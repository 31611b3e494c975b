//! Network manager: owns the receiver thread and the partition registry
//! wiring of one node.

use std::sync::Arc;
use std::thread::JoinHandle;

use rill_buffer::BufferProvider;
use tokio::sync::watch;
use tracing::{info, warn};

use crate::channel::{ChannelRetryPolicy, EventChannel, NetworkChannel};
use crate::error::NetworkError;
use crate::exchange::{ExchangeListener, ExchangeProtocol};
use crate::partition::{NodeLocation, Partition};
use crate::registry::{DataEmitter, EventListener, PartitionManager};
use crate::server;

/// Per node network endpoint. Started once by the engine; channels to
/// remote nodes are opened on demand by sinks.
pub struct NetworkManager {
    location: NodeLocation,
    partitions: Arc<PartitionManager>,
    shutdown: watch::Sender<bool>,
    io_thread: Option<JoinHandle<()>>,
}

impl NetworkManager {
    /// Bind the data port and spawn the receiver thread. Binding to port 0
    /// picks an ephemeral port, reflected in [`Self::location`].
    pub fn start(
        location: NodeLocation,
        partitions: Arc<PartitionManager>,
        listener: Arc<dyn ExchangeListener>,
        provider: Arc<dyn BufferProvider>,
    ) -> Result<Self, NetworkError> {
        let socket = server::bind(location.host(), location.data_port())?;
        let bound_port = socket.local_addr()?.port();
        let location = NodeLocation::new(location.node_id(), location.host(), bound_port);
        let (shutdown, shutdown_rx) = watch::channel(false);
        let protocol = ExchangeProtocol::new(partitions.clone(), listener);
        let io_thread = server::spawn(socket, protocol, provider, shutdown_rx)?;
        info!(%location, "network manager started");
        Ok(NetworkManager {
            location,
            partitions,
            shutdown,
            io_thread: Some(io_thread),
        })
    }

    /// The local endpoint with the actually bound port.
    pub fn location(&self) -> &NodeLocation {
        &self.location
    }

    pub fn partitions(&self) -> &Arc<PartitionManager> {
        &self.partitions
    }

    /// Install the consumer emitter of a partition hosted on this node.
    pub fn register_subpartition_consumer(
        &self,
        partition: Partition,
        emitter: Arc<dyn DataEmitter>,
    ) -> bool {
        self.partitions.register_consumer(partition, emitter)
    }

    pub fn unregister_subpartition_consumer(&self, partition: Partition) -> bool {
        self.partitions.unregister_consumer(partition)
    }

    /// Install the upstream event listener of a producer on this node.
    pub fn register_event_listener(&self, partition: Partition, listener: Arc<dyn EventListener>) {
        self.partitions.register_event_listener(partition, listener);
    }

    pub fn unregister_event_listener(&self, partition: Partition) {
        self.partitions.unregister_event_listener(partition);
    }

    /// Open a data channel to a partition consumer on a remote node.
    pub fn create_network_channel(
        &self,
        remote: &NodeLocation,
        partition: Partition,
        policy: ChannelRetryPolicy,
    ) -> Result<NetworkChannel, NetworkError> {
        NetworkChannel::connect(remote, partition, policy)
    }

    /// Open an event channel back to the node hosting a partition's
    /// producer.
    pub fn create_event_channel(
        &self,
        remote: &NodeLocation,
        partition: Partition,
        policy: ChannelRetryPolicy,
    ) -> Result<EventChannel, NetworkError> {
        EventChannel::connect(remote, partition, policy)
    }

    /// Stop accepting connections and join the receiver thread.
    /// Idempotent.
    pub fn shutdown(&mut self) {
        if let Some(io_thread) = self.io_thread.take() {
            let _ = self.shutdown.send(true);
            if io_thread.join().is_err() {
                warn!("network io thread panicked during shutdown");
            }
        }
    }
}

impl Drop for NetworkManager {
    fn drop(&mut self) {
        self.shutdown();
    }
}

• [WORK REQUIRED]:
In the lines above, spot each one that contains the word "Some" and copy it.

• [REPLY TO THE TASK]:
            io_thread: Some(io_thread),
        if let Some(io_thread) = self.io_thread.take() {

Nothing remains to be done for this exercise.